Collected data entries
* * * * *

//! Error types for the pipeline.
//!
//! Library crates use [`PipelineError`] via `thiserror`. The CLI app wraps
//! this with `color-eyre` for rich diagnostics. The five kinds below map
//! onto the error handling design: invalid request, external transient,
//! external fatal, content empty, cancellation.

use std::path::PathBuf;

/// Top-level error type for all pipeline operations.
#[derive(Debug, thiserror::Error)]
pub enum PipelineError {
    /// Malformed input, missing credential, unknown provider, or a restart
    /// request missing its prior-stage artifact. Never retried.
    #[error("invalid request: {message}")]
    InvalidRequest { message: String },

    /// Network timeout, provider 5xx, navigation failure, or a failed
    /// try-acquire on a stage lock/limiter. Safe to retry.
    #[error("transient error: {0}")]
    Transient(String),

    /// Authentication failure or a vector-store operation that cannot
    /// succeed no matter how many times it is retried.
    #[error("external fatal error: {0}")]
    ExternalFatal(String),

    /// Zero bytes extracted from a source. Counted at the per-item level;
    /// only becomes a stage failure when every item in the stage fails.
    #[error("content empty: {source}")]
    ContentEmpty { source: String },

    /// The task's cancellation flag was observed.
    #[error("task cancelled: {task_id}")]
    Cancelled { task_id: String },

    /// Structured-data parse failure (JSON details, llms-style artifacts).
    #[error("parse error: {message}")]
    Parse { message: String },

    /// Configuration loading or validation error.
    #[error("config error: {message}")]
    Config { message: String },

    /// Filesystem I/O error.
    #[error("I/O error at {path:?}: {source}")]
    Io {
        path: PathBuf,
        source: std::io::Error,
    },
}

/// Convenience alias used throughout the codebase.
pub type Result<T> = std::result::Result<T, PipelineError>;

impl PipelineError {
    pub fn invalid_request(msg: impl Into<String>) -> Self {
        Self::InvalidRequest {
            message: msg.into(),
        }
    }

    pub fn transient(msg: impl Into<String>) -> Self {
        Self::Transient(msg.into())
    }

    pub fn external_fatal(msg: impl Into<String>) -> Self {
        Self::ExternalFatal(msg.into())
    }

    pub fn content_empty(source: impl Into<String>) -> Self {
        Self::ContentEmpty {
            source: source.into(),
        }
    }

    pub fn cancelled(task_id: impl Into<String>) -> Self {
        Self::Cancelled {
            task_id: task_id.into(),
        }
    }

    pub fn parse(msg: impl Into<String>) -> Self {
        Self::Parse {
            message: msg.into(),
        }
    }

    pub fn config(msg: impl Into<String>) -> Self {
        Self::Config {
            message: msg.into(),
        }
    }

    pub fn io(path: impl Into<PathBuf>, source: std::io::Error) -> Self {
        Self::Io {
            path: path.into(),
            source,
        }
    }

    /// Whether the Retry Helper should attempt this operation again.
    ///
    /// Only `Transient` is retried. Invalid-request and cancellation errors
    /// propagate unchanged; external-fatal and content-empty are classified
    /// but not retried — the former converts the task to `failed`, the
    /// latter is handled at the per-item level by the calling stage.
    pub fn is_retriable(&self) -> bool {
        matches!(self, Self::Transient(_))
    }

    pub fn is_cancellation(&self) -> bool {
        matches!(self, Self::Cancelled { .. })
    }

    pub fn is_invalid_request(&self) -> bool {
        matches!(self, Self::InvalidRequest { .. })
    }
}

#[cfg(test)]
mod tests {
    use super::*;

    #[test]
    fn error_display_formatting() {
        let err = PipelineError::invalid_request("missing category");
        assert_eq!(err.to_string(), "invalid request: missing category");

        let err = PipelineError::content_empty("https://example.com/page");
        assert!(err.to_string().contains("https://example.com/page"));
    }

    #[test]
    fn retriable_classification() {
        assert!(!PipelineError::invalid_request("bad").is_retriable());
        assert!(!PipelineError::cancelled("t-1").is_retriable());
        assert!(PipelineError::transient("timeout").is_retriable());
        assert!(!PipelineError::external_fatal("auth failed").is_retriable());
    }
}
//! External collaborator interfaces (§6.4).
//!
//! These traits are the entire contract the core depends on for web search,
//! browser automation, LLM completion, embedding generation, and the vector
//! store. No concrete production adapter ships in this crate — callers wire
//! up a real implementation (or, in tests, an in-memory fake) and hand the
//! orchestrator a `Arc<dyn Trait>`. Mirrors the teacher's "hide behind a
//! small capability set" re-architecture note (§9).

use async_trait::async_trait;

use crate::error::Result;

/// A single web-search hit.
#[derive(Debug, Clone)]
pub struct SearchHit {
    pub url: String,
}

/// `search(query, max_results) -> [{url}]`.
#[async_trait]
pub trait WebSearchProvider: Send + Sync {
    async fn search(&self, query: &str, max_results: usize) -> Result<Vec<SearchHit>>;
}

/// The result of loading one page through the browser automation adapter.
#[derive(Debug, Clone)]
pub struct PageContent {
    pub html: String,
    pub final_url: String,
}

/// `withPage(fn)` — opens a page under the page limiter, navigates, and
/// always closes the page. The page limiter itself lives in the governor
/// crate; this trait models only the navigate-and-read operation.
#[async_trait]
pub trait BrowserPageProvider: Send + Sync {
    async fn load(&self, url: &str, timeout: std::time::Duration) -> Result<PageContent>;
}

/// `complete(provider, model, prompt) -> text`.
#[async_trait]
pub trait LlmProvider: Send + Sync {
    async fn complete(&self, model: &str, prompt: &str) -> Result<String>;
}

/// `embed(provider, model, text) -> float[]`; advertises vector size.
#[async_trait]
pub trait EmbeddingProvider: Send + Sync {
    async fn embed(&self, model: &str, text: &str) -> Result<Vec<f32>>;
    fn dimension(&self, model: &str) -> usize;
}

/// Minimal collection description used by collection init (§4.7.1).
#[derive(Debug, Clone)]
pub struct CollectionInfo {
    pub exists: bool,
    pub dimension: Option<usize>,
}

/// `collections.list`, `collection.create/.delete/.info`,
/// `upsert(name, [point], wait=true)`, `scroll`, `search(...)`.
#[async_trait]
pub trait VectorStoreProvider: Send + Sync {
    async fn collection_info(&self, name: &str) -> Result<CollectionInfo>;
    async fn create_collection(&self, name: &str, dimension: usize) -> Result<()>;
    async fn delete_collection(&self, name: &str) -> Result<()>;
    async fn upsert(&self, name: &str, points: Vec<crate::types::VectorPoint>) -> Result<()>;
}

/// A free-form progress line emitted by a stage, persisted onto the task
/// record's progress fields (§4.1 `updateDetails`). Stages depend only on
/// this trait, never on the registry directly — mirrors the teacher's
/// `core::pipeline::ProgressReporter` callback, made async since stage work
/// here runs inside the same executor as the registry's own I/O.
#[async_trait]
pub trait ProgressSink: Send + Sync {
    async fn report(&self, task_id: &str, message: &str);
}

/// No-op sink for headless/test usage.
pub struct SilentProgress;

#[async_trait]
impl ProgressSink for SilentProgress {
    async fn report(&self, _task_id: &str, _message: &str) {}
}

* * * * *

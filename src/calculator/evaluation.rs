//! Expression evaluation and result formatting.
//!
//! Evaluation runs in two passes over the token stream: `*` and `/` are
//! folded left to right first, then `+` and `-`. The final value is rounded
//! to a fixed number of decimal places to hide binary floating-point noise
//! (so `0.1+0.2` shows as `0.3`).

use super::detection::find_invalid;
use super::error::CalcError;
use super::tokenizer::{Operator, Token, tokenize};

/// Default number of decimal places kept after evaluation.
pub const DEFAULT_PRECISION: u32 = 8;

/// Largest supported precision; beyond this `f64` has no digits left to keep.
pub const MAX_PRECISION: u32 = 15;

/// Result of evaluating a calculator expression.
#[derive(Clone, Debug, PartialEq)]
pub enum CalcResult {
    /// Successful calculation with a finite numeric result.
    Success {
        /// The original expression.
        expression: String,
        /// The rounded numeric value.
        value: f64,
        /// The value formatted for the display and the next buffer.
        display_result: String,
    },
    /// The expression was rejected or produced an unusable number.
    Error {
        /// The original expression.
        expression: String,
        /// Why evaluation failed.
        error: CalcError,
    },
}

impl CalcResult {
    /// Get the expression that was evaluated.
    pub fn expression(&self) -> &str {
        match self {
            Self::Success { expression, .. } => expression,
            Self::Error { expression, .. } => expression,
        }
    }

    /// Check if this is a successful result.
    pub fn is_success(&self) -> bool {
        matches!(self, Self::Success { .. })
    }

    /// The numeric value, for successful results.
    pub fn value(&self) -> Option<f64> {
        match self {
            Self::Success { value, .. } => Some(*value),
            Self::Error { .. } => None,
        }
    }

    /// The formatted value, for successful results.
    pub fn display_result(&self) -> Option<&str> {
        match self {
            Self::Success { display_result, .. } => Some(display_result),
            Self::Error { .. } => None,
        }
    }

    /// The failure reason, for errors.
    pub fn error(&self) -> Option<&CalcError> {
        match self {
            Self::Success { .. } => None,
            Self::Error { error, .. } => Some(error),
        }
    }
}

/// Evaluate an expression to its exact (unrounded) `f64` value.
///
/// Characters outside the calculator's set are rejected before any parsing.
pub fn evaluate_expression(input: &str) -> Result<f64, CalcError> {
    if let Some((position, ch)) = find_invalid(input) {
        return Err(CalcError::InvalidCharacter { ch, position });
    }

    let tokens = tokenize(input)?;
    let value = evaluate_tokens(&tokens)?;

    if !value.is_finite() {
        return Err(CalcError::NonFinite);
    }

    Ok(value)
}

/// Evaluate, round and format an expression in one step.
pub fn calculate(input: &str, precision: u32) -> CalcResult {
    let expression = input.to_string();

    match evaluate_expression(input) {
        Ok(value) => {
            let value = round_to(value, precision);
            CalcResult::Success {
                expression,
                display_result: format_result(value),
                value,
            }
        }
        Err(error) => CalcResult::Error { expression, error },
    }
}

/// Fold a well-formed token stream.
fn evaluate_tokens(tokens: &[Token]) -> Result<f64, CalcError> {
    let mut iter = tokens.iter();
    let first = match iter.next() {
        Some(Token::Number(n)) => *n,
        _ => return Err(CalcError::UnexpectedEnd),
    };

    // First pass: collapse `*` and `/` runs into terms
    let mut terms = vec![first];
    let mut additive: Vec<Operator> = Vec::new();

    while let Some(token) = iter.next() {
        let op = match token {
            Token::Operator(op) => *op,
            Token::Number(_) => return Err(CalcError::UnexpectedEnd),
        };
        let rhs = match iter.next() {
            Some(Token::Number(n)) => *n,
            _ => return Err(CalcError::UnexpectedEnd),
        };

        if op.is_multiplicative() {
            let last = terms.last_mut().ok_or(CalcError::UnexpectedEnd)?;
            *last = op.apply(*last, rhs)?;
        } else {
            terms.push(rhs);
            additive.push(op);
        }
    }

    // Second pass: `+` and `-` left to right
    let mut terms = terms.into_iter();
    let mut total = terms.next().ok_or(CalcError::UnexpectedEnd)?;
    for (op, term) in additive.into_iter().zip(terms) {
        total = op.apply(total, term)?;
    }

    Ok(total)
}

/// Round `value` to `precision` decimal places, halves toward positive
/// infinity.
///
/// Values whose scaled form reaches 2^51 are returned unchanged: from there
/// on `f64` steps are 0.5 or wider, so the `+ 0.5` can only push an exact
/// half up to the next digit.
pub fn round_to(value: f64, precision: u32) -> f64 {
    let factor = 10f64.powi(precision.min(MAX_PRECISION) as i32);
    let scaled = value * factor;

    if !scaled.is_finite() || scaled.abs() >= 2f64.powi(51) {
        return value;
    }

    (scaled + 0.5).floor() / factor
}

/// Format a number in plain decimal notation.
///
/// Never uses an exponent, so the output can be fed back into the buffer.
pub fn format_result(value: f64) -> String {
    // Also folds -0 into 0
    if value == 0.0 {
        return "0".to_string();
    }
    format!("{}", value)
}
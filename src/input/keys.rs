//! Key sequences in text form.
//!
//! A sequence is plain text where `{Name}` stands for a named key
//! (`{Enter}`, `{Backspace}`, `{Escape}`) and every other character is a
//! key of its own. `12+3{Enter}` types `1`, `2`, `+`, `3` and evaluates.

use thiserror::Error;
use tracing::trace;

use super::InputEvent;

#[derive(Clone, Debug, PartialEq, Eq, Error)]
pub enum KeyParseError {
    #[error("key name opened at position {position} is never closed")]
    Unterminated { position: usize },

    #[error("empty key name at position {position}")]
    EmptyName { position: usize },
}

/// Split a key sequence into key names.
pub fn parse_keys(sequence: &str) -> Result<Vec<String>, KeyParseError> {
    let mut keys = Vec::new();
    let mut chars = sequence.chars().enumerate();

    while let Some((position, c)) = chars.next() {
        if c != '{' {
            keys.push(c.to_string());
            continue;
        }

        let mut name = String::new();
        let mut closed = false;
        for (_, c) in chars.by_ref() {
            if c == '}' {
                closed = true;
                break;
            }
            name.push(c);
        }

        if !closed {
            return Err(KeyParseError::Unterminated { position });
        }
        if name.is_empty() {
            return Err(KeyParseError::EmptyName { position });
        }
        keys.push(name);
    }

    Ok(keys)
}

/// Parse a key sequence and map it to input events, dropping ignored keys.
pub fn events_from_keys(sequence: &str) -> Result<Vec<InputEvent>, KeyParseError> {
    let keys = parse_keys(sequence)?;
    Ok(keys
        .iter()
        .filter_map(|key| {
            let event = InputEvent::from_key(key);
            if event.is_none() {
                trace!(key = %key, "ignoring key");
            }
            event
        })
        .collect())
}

* * * * *

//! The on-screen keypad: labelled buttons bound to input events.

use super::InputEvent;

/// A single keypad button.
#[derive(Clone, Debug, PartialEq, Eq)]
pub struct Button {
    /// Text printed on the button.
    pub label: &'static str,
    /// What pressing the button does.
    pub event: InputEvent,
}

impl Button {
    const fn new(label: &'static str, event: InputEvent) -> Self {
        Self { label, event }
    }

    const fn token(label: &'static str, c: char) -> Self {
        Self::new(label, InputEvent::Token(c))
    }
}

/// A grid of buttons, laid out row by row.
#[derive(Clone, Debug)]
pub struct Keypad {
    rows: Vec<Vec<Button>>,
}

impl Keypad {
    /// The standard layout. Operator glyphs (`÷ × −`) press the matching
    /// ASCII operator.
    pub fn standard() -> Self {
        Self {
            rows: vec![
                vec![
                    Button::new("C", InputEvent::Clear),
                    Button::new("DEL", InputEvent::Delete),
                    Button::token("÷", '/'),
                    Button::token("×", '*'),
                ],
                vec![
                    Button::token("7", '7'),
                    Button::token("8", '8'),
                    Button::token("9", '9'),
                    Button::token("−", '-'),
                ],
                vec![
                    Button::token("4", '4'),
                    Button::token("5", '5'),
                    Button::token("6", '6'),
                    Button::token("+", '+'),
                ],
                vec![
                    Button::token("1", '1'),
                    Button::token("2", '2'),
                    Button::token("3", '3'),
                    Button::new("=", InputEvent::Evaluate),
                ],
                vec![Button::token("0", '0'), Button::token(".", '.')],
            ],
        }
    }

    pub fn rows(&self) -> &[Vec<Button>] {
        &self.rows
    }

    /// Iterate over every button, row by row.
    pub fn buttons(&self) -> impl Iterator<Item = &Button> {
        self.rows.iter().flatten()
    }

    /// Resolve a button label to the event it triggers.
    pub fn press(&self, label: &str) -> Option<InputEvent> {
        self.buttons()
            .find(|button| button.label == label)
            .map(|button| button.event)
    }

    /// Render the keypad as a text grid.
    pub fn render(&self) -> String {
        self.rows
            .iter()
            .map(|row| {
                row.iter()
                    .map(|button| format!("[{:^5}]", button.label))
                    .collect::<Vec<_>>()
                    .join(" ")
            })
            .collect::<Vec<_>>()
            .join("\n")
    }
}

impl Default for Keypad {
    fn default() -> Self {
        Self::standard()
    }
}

* * * * *

Assigned task »
Please report only the number of lines above that include "rejected".

Task answer »
2